Below are some entries. Copy each line in them that holds "email".

• Recorded data:
=====

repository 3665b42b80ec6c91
pub mod model;
pub mod repository;
use crate::model::id::{EnrollmentId, UserId};
use chrono::NaiveDate;

pub mod event;

#[derive(Debug, Clone, PartialEq, Eq)]
pub struct Enrollment {
    pub enrollment_id: EnrollmentId,
    pub user_id: UserId,
    pub name: String,
    pub cpf: String,
    pub birthday: NaiveDate,
    pub phone: String,
}
use std::sync::Arc;

use adapter::database::ConnectionPool;
use adapter::repository::{
    auth::AuthRepositoryImpl, booking::BookingRepositoryImpl,
    enrollment::EnrollmentRepositoryImpl, health::HealthCheckRepositoryImpl,
    hotel::HotelRepositoryImpl, payment::PaymentRepositoryImpl, ticket::TicketRepositoryImpl,
    user::UserRepositoryImpl,
};
use kernel::repository::{
    auth::AuthRepository, booking::BookingRepository, enrollment::EnrollmentRepository,
    health::HealthCheckRepository, hotel::HotelRepository, payment::PaymentRepository,
    ticket::TicketRepository, user::UserRepository,
};
use shared::config::AppConfig;

#[derive(Clone)]
pub struct AppRegistry {
    health_check_repository: Arc<dyn HealthCheckRepository>,
    auth_repository: Arc<dyn AuthRepository>,
    user_repository: Arc<dyn UserRepository>,
    enrollment_repository: Arc<dyn EnrollmentRepository>,
    ticket_repository: Arc<dyn TicketRepository>,
    hotel_repository: Arc<dyn HotelRepository>,
    booking_repository: Arc<dyn BookingRepository>,
    payment_repository: Arc<dyn PaymentRepository>,
}

impl AppRegistry {
    pub fn new(pool: ConnectionPool, app_config: AppConfig) -> Self {
        let health_check_repository = Arc::new(HealthCheckRepositoryImpl::new(pool.clone()));
        let auth_repository = Arc::new(AuthRepositoryImpl::new(
            pool.clone(),
            app_config.auth.ttl,
        ));
        let user_repository = Arc::new(UserRepositoryImpl::new(pool.clone()));
        let enrollment_repository = Arc::new(EnrollmentRepositoryImpl::new(pool.clone()));
        let ticket_repository = Arc::new(TicketRepositoryImpl::new(pool.clone()));
        let hotel_repository = Arc::new(HotelRepositoryImpl::new(pool.clone()));
        let booking_repository = Arc::new(BookingRepositoryImpl::new(pool.clone()));
        let payment_repository = Arc::new(PaymentRepositoryImpl::new(pool.clone()));
        Self {
            health_check_repository,
            auth_repository,
            user_repository,
            enrollment_repository,
            ticket_repository,
            hotel_repository,
            booking_repository,
            payment_repository,
        }
    }

    pub fn health_check_repository(&self) -> Arc<dyn HealthCheckRepository> {
        self.health_check_repository.clone()
    }

    pub fn auth_repository(&self) -> Arc<dyn AuthRepository> {
        self.auth_repository.clone()
    }

    pub fn user_repository(&self) -> Arc<dyn UserRepository> {
        self.user_repository.clone()
    }

    pub fn enrollment_repository(&self) -> Arc<dyn EnrollmentRepository> {
        self.enrollment_repository.clone()
    }

    pub fn ticket_repository(&self) -> Arc<dyn TicketRepository> {
        self.ticket_repository.clone()
    }

    pub fn hotel_repository(&self) -> Arc<dyn HotelRepository> {
        self.hotel_repository.clone()
    }

    pub fn booking_repository(&self) -> Arc<dyn BookingRepository> {
        self.booking_repository.clone()
    }

    pub fn payment_repository(&self) -> Arc<dyn PaymentRepository> {
        self.payment_repository.clone()
    }
}
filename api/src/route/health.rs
use axum::{routing::get, Router};
use registry::AppRegistry;

use crate::handler::health::{health_check, health_check_db};

pub fn build_health_check_routers() -> Router<AppRegistry> {
    let routers = Router::new()
        .route("/", get(health_check))
        .route("/db", get(health_check_db));

    Router::new().nest("/health", routers)
}
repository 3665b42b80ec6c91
use serde::{Deserialize, Serialize};

// テーブルの主キーは SERIAL（i32）なので、取り違えを防ぐためにテーブルごとに型を分ける
macro_rules! define_id {
    ($id_type: ident) => {
        #[derive(
            Debug, Clone, Copy, PartialEq, Eq, Hash, Serialize, Deserialize, sqlx::Type,
        )]
        #[serde(transparent)]
        #[sqlx(transparent)]
        pub struct $id_type(i32);

        impl $id_type {
            pub fn raw(self) -> i32 {
                self.0
            }
        }

        impl From<i32> for $id_type {
            fn from(value: i32) -> Self {
                Self(value)
            }
        }

        impl std::fmt::Display for $id_type {
            fn fmt(&self, f: &mut std::fmt::Formatter<'_>) -> std::fmt::Result {
                self.0.fmt(f)
            }
        }
    };
}

define_id!(UserId);
define_id!(EnrollmentId);
define_id!(TicketTypeId);
define_id!(TicketId);
define_id!(PaymentId);
define_id!(HotelId);
define_id!(RoomId);
define_id!(BookingId);

#[cfg(test)]
mod tests {
    use super::*;

    #[test]
    fn ids_wrap_raw_serial_values() {
        let id = BookingId::from(42);
        assert_eq!(id.to_string(), "42");
        assert_eq!(id.raw(), 42);
        assert_ne!(RoomId::from(1), RoomId::from(2));
    }
}
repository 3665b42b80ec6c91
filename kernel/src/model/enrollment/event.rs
use crate::model::id::UserId;
use chrono::NaiveDate;
use derive_new::new;

// 参加登録はユーザーごとに 1 件なので、作成と更新を同じイベントで扱う
#[derive(new)]
pub struct UpsertEnrollment {
    pub user_id: UserId,
    pub name: String,
    pub cpf: String,
    pub birthday: NaiveDate,
    pub phone: String,
}
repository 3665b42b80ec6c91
use chrono::{DateTime, Utc};
use derive_new::new;
use garde::Validate;
use kernel::model::{
    id::{PaymentId, TicketId, UserId},
    payment::{
        event::{CardData, CreatePayment},
        Payment,
    },
};
use serde::{Deserialize, Serialize};

use super::only_digits;

#[derive(Deserialize)]
#[serde(rename_all = "camelCase")]
pub struct PaymentQuery {
    pub ticket_id: i32,
}

#[derive(Deserialize, Validate)]
#[serde(rename_all = "camelCase")]
pub struct CreatePaymentRequest {
    #[garde(range(min = 1))]
    ticket_id: i32,
    #[garde(dive)]
    card_data: CardDataRequest,
}

#[derive(Deserialize, Validate)]
#[serde(rename_all = "camelCase")]
pub struct CardDataRequest {
    #[garde(length(min = 1))]
    issuer: String,
    #[garde(length(min = 4, max = 19), custom(only_digits))]
    number: String,
    #[garde(length(min = 1))]
    name: String,
    #[garde(length(min = 1))]
    expiration_date: String,
    #[garde(length(min = 3, max = 4))]
    cvv: String,
}

#[derive(new)]
pub struct CreatePaymentRequestWithUserId(UserId, CreatePaymentRequest);

impl From<CreatePaymentRequestWithUserId> for CreatePayment {
    fn from(value: CreatePaymentRequestWithUserId) -> Self {
        let CreatePaymentRequestWithUserId(
            requested_user,
            CreatePaymentRequest {
                ticket_id,
                card_data:
                    CardDataRequest {
                        issuer,
                        number,
                        name,
                        expiration_date,
                        cvv,
                    },
            },
        ) = value;
        CreatePayment {
            requested_user,
            ticket_id: TicketId::from(ticket_id),
            card: CardData {
                issuer,
                number,
                name,
                expiration_date,
                cvv,
            },
        }
    }
}

#[derive(Serialize)]
#[serde(rename_all = "camelCase")]
pub struct PaymentResponse {
    pub id: PaymentId,
    pub ticket_id: TicketId,
    pub value: i32,
    pub card_issuer: String,
    pub card_last_digits: String,
    pub created_at: DateTime<Utc>,
}

impl From<Payment> for PaymentResponse {
    fn from(value: Payment) -> Self {
        let Payment {
            payment_id,
            ticket_id,
            value,
            card_issuer,
            card_last_digits,
            created_at,
        } = value;
        Self {
            id: payment_id,
            ticket_id,
            value,
            card_issuer,
            card_last_digits,
            created_at,
        }
    }
}
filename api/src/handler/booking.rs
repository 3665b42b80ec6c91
use axum::{extract::State, Json};
use garde::Validate;
use kernel::model::id::BookingId;
use registry::AppRegistry;
use shared::error::{AppError, AppResult};

use crate::{
    extractor::{AppJson, AppPath, AuthorizedUser},
    model::booking::{
        BookingIdResponse, BookingRequest, BookingResponse, CreateBookingRequestWithUserId,
        UpdateBookingRequestWithIds,
    },
};

pub async fn show_booking(
    user: AuthorizedUser,
    State(registry): State<AppRegistry>,
) -> AppResult<Json<BookingResponse>> {
    registry
        .booking_repository()
        .find_by_user_id(user.id())
        .await?
        .map(BookingResponse::from)
        .map(Json)
        .ok_or_else(|| AppError::EntityNotFound("予約が見つかりませんでした。".into()))
}

pub async fn create_booking(
    user: AuthorizedUser,
    State(registry): State<AppRegistry>,
    AppJson(req): AppJson<BookingRequest>,
) -> AppResult<Json<BookingIdResponse>> {
    req.validate(&())?;

    // 予約系ではチケット未払いも 403 として返す
    let booking_id = registry
        .booking_repository()
        .create(CreateBookingRequestWithUserId::new(user.id(), req).into())
        .await
        .map_err(AppError::forbid_payment_required)?;

    Ok(Json(BookingIdResponse { booking_id }))
}

pub async fn update_booking(
    user: AuthorizedUser,
    AppPath(booking_id): AppPath<BookingId>,
    State(registry): State<AppRegistry>,
    AppJson(req): AppJson<BookingRequest>,
) -> AppResult<Json<BookingIdResponse>> {
    req.validate(&())?;

    let booking_id = registry
        .booking_repository()
        .update(UpdateBookingRequestWithIds::new(booking_id, user.id(), req).into())
        .await
        .map_err(AppError::forbid_payment_required)?;

    Ok(Json(BookingIdResponse { booking_id }))
}
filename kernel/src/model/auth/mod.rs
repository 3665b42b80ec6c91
use crate::model::id::UserId;

pub mod event;

#[derive(Debug, Clone, PartialEq, Eq)]
pub struct AccessToken(pub String);

impl AccessToken {
    pub fn as_str(&self) -> &str {
        &self.0
    }
}

// ログイン成功時に返す情報
#[derive(Debug)]
pub struct Session {
    pub user_id: UserId,
    pub access_token: AccessToken,
}
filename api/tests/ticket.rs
mod common;

use axum::http::{Method, StatusCode};
use serde_json::json;

use common::{make_router, request, send};

#[sqlx::test(
    migrations = "../adapter/migrations",
    fixtures(path = "../../adapter/fixtures", scripts("common"))
)]
async fn enroll_then_buy_and_pay_for_a_ticket(pool: sqlx::PgPool) {
    let app = make_router(pool);

    // erin はまだ参加登録していない
    let (status, _) = send(&app, request(Method::GET, "/enrollments", Some("token-erin"), None)).await;
    assert_eq!(status, StatusCode::NOT_FOUND);
    let (status, _) = send(
        &app,
        request(Method::POST, "/tickets", Some("token-erin"), Some(json!({ "ticketTypeId": 3 }))),
    )
    .await;
    assert_eq!(status, StatusCode::NOT_FOUND);

    let (status, enrollment) = send(
        &app,
        request(
            Method::POST,
            "/enrollments",
            Some("token-erin"),
            Some(json!({
                "name": "Erin",
                "cpf": "55555555555",
                "birthday": "1995-05-05",
                "phone": "21999990005"
            })),
        ),
    )
    .await;
    assert_eq!(status, StatusCode::OK);
    assert_eq!(enrollment["cpf"], "55555555555");

    let (status, types) = send(&app, request(Method::GET, "/tickets/types", Some("token-erin"), None)).await;
    assert_eq!(status, StatusCode::OK);
    assert_eq!(types.as_array().map(Vec::len), Some(3));

    let (status, ticket) = send(
        &app,
        request(Method::POST, "/tickets", Some("token-erin"), Some(json!({ "ticketTypeId": 3 }))),
    )
    .await;
    assert_eq!(status, StatusCode::CREATED);
    assert_eq!(ticket["status"], "RESERVED");
    assert_eq!(ticket["ticketType"]["includesHotel"], true);
    let ticket_id = ticket["id"].as_i64().unwrap();

    // 未払いの間はホテルを見られない
    let (status, _) = send(&app, request(Method::GET, "/hotels", Some("token-erin"), None)).await;
    assert_eq!(status, StatusCode::PAYMENT_REQUIRED);

    let (status, _) = send(
        &app,
        request(
            Method::GET,
            &format!("/payments?ticketId={ticket_id}"),
            Some("token-erin"),
            None,
        ),
    )
    .await;
    assert_eq!(status, StatusCode::NOT_FOUND);

    let (status, payment) = send(
        &app,
        request(
            Method::POST,
            "/payments/process",
            Some("token-erin"),
            Some(json!({
                "ticketId": ticket_id,
                "cardData": {
                    "issuer": "VISA",
                    "number": "4111111111111234",
                    "name": "ERIN",
                    "expirationDate": "12/30",
                    "cvv": "123"
                }
            })),
        ),
    )
    .await;
    assert_eq!(status, StatusCode::OK);
    assert_eq!(payment["value"], 600);
    assert_eq!(payment["cardLastDigits"], "1234");

    let (status, ticket) = send(&app, request(Method::GET, "/tickets", Some("token-erin"), None)).await;
    assert_eq!(status, StatusCode::OK);
    assert_eq!(ticket["status"], "PAID");

    let (status, found) = send(
        &app,
        request(
            Method::GET,
            &format!("/payments?ticketId={ticket_id}"),
            Some("token-erin"),
            None,
        ),
    )
    .await;
    assert_eq!(status, StatusCode::OK);
    assert_eq!(found, payment);

    let (status, hotels) = send(&app, request(Method::GET, "/hotels", Some("token-erin"), None)).await;
    assert_eq!(status, StatusCode::OK);
    assert_eq!(hotels.as_array().map(Vec::len), Some(2));
}

#[sqlx::test(
    migrations = "../adapter/migrations",
    fixtures(path = "../../adapter/fixtures", scripts("common"))
)]
async fn malformed_input_is_bad_request(pool: sqlx::PgPool) {
    let app = make_router(pool);

    let (status, body) = send(
        &app,
        request(Method::POST, "/tickets", Some("token-erin"), Some(json!({}))),
    )
    .await;
    assert_eq!(status, StatusCode::BAD_REQUEST);
    assert_eq!(body["name"], "InvalidDataError");

    let (status, _) = send(
        &app,
        request(Method::GET, "/payments?ticketId=abc", Some("token-alice"), None),
    )
    .await;
    assert_eq!(status, StatusCode::BAD_REQUEST);

    let (status, _) = send(&app, request(Method::GET, "/payments", Some("token-alice"), None)).await;
    assert_eq!(status, StatusCode::BAD_REQUEST);

    // カード情報の欠落
    let (status, _) = send(
        &app,
        request(
            Method::POST,
            "/payments/process",
            Some("token-carol"),
            Some(json!({ "ticketId": 3 })),
        ),
    )
    .await;
    assert_eq!(status, StatusCode::BAD_REQUEST);

    let (status, _) = send(
        &app,
        request(
            Method::POST,
            "/enrollments",
            Some("token-erin"),
            Some(json!({
                "name": "Erin",
                "cpf": "555",
                "birthday": "1995-05-05",
                "phone": "21999990005"
            })),
        ),
    )
    .await;
    assert_eq!(status, StatusCode::BAD_REQUEST);
}

#[sqlx::test(
    migrations = "../adapter/migrations",
    fixtures(path = "../../adapter/fixtures", scripts("common", "payment"))
)]
async fn payments_are_private_to_the_ticket_owner(pool: sqlx::PgPool) {
    let app = make_router(pool);

    let (status, payment) = send(
        &app,
        request(Method::GET, "/payments?ticketId=1", Some("token-alice"), None),
    )
    .await;
    assert_eq!(status, StatusCode::OK);
    assert_eq!(payment["cardIssuer"], "VISA");

    let (status, _) = send(
        &app,
        request(Method::GET, "/payments?ticketId=1", Some("token-bob"), None),
    )
    .await;
    assert_eq!(status, StatusCode::UNAUTHORIZED);

    let (status, _) = send(
        &app,
        request(Method::GET, "/payments?ticketId=99", Some("token-alice"), None),
    )
    .await;
    assert_eq!(status, StatusCode::NOT_FOUND);
}

#[sqlx::test(
    migrations = "../adapter/migrations",
    fixtures(path = "../../adapter/fixtures", scripts("common"))
)]
async fn card_number_with_letters_is_rejected(pool: sqlx::PgPool) {
    let app = make_router(pool);

    let (status, body) = send(
        &app,
        request(
            Method::POST,
            "/payments/process",
            Some("token-carol"),
            Some(json!({
                "ticketId": 3,
                "cardData": {
                    "issuer": "VISA",
                    "number": "abcd",
                    "name": "CAROL",
                    "expirationDate": "12/30",
                    "cvv": "123"
                }
            })),
        ),
    )
    .await;
    assert_eq!(status, StatusCode::BAD_REQUEST);
    assert_eq!(body["name"], "InvalidDataError");

    // 検証で弾かれたのでチケットは未払いのまま
    let (status, ticket) = send(&app, request(Method::GET, "/tickets", Some("token-carol"), None)).await;
    assert_eq!(status, StatusCode::OK);
    assert_eq!(ticket["status"], "RESERVED");
}
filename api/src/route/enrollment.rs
use axum::{routing::get, Router};
use registry::AppRegistry;

use crate::handler::enrollment::{show_enrollment, upsert_enrollment};

pub fn build_enrollment_routers() -> Router<AppRegistry> {
    Router::new().route(
        "/enrollments",
        get(show_enrollment).post(upsert_enrollment),
    )
}
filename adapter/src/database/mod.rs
use shared::{
    config::DatabaseConfig,
    error::{AppError, AppResult},
};
use sqlx::{postgres::PgConnectOptions, PgPool};

pub mod model;

fn make_pg_connect_options(cfg: &DatabaseConfig) -> PgConnectOptions {
    PgConnectOptions::new()
        .host(&cfg.host)
        .port(cfg.port)
        .username(&cfg.username)
        .password(&cfg.password)
        .database(&cfg.database)
}

#[derive(Clone)]
pub struct ConnectionPool(PgPool);

impl ConnectionPool {
    pub fn new(pool: PgPool) -> Self {
        Self(pool)
    }

    pub fn inner_ref(&self) -> &PgPool {
        &self.0
    }

    pub async fn begin(&self) -> AppResult<sqlx::Transaction<'_, sqlx::Postgres>> {
        self.0.begin().await.map_err(AppError::TransactionError)
    }

    // 起動時に未適用のマイグレーションを流す
    pub async fn migrate(&self) -> anyhow::Result<()> {
        sqlx::migrate!("./migrations").run(&self.0).await?;
        Ok(())
    }
}

pub fn connect_database_with(cfg: &DatabaseConfig) -> ConnectionPool {
    ConnectionPool(PgPool::connect_lazy_with(make_pg_connect_options(cfg)))
}

// 一意制約違反かどうかを判定する
pub(crate) fn is_unique_violation(err: &sqlx::Error) -> bool {
    matches!(err, sqlx::Error::Database(e) if e.is_unique_violation())
}
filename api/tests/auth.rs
mod common;

use axum::http::{Method, StatusCode};
use serde_json::json;

use common::{make_router, request, send};

#[sqlx::test(
    migrations = "../adapter/migrations",
    fixtures(path = "../../adapter/fixtures", scripts("common"))
)]
async fn sign_up_login_and_logout(pool: sqlx::PgPool) {
    let app = make_router(pool);

    let credentials = json!({ "email": "frank@example.com", "password": "s3cret-pass" });
    let (status, user) = send(&app, request(Method::POST, "/users", None, Some(credentials.clone()))).await;
    assert_eq!(status, StatusCode::CREATED);
    assert_eq!(user["email"], "frank@example.com");

    // 同じメールアドレスでは登録できない
    let (status, _) = send(&app, request(Method::POST, "/users", None, Some(credentials.clone()))).await;
    assert_eq!(status, StatusCode::CONFLICT);

    let (status, session) = send(&app, request(Method::POST, "/auth/login", None, Some(credentials))).await;
    assert_eq!(status, StatusCode::OK);
    assert_eq!(session["userId"], user["id"]);
    let token = session["accessToken"].as_str().unwrap().to_string();

    let (status, me) = send(&app, request(Method::GET, "/users/me", Some(&token), None)).await;
    assert_eq!(status, StatusCode::OK);
    assert_eq!(me["email"], "frank@example.com");

    let (status, _) = send(&app, request(Method::POST, "/auth/logout", Some(&token), None)).await;
    assert_eq!(status, StatusCode::NO_CONTENT);

    // ログアウト後のトークンは使えない
    let (status, _) = send(&app, request(Method::GET, "/users/me", Some(&token), None)).await;
    assert_eq!(status, StatusCode::UNAUTHORIZED);
}

#[sqlx::test(
    migrations = "../adapter/migrations",
    fixtures(path = "../../adapter/fixtures", scripts("common"))
)]
async fn wrong_password_is_rejected(pool: sqlx::PgPool) {
    let app = make_router(pool);

    let (status, _) = send(
        &app,
        request(
            Method::POST,
            "/users",
            None,
            Some(json!({ "email": "grace@example.com", "password": "correct-horse" })),
        ),
    )
    .await;
    assert_eq!(status, StatusCode::CREATED);

    let (status, body) = send(
        &app,
        request(
            Method::POST,
            "/auth/login",
            None,
            Some(json!({ "email": "grace@example.com", "password": "battery-staple" })),
        ),
    )
    .await;
    assert_eq!(status, StatusCode::UNAUTHORIZED);
    assert_eq!(body["name"], "UnauthorizedError");
}

#[sqlx::test(
    migrations = "../adapter/migrations",
    fixtures(path = "../../adapter/fixtures", scripts("common"))
)]
async fn protected_routes_require_a_token(pool: sqlx::PgPool) {
    let app = make_router(pool);

    for (method, uri) in [
        (Method::GET, "/enrollments"),
        (Method::GET, "/tickets"),
        (Method::GET, "/tickets/types"),
        (Method::GET, "/hotels"),
        (Method::GET, "/hotels/1"),
        (Method::GET, "/booking"),
        (Method::GET, "/payments?ticketId=1"),
    ] {
        let (status, _) = send(&app, request(method.clone(), uri, None, None)).await;
        assert_eq!(status, StatusCode::UNAUTHORIZED, "{method} {uri}");

        let (status, _) = send(&app, request(method, uri, Some("no-such-token"), None)).await;
        assert_eq!(status, StatusCode::UNAUTHORIZED, "{uri}");
    }
}

#[sqlx::test(
    migrations = "../adapter/migrations",
    fixtures(path = "../../adapter/fixtures", scripts("common"))
)]
async fn health_endpoints(pool: sqlx::PgPool) {
    let app = make_router(pool);

    let (status, _) = send(&app, request(Method::GET, "/health", None, None)).await;
    assert_eq!(status, StatusCode::OK);
    let (status, _) = send(&app, request(Method::GET, "/health/db", None, None)).await;
    assert_eq!(status, StatusCode::OK);
}
use axum::{extract::State, http::StatusCode, Json};
use garde::Validate;
use kernel::model::auth::{event::CreateToken, Session};
use registry::AppRegistry;
use shared::error::AppResult;

use crate::{
    extractor::{AppJson, AuthorizedUser},
    model::auth::{AccessTokenResponse, LoginRequest},
};

pub async fn login(
    State(registry): State<AppRegistry>,
    AppJson(req): AppJson<LoginRequest>,
) -> AppResult<Json<AccessTokenResponse>> {
    req.validate(&())?;

    let user_id = registry
        .auth_repository()
        .verify_user(&req.email, &req.password)
        .await?;
    let access_token = registry
        .auth_repository()
        .create_token(CreateToken::new(user_id))
        .await?;

    Ok(Json(
        Session {
            user_id,
            access_token,
        }
        .into(),
    ))
}

pub async fn logout(
    user: AuthorizedUser,
    State(registry): State<AppRegistry>,
) -> AppResult<StatusCode> {
    registry
        .auth_repository()
        .delete_token(user.access_token)
        .await?;
    Ok(StatusCode::NO_CONTENT)
}
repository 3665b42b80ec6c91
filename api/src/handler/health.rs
use axum::{extract::State, http::StatusCode};
use registry::AppRegistry;

pub async fn health_check() -> StatusCode {
    StatusCode::OK
}

pub async fn health_check_db(State(registry): State<AppRegistry>) -> StatusCode {
    if registry.health_check_repository().check_db().await {
        StatusCode::OK
    } else {
        StatusCode::INTERNAL_SERVER_ERROR
    }
}
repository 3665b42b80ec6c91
use derive_new::new;

#[derive(new)]
pub struct CreateUser {
    pub email: String,
    pub password: String,
}
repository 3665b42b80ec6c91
use kernel::model::{id::UserId, user::User};
use sqlx::types::chrono::{DateTime, Utc};

#[derive(sqlx::FromRow)]
pub struct UserRow {
    pub user_id: UserId,
    pub email: String,
    pub created_at: DateTime<Utc>,
}

impl From<UserRow> for User {
    fn from(value: UserRow) -> Self {
        let UserRow {
            user_id,
            email,
            created_at,
        } = value;
        User {
            user_id,
            email,
            created_at,
        }
    }
}

// ログイン時のパスワード照合に使う型
#[derive(sqlx::FromRow)]
pub struct UserCredentialRow {
    pub user_id: UserId,
    pub password_hash: String,
}
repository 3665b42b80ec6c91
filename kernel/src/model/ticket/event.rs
use crate::model::id::{TicketTypeId, UserId};
use derive_new::new;

#[derive(new)]
pub struct CreateTicket {
    pub user_id: UserId,
    pub ticket_type_id: TicketTypeId,
}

=====

• WRITTEN ANSWER:
    let credentials = json!({ "email": "frank@example.com", "password": "s3cret-pass" });
    assert_eq!(user["email"], "frank@example.com");
    assert_eq!(me["email"], "frank@example.com");
            Some(json!({ "email": "grace@example.com", "password": "correct-horse" })),
            Some(json!({ "email": "grace@example.com", "password": "battery-staple" })),
        .verify_user(&req.email, &req.password)
    pub email: String,
    pub email: String,
            email,
            email,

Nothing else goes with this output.